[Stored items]

"""

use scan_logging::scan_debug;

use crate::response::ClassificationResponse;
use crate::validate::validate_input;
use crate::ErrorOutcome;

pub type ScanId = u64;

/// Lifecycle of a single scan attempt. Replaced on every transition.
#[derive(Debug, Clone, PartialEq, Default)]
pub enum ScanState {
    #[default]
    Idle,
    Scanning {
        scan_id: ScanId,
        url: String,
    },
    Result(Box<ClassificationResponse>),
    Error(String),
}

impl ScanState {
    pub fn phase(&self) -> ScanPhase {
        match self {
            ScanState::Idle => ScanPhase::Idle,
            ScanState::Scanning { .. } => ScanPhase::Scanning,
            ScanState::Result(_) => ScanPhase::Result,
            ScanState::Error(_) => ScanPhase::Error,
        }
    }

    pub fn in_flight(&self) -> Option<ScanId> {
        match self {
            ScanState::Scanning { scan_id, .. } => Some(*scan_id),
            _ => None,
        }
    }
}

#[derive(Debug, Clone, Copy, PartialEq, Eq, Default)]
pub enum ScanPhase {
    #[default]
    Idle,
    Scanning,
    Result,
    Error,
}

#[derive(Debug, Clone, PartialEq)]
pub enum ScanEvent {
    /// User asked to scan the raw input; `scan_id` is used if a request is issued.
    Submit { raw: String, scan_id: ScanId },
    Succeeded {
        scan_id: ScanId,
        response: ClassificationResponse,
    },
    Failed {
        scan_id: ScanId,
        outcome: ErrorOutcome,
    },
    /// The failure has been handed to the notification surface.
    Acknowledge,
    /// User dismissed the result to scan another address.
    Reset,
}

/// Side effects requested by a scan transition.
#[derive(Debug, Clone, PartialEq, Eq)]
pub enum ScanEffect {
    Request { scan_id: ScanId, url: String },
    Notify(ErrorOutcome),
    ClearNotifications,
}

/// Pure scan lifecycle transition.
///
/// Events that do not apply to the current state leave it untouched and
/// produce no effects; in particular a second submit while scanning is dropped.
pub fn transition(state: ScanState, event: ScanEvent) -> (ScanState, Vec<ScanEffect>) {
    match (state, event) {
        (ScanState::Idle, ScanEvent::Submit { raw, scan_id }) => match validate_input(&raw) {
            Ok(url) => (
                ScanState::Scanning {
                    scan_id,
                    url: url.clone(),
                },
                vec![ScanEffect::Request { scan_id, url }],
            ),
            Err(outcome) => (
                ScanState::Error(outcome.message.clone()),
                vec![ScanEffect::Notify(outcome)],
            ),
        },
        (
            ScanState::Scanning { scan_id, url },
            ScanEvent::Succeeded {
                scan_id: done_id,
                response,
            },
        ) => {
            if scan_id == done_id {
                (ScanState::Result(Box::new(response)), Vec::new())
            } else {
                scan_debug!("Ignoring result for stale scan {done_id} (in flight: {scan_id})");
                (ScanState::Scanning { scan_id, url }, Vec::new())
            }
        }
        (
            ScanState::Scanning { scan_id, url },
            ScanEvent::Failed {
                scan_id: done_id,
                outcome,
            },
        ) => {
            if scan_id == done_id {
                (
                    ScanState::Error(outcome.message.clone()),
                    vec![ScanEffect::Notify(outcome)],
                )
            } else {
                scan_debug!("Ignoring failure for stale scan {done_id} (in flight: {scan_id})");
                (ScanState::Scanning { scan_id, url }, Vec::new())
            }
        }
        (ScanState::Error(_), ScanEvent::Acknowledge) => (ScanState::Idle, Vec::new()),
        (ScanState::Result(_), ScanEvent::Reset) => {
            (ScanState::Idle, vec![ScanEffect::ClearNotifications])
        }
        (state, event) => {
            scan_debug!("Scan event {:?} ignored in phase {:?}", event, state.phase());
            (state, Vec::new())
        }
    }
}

"""

▸ **INSTRUCTIONS FOR THE TASK**
Each line above that contains the string "Notify" should be identified and copied.

▸ **YOUR RESPONSE**
    Notify(ErrorOutcome),
                vec![ScanEffect::Notify(outcome)],
                    vec![ScanEffect::Notify(outcome)],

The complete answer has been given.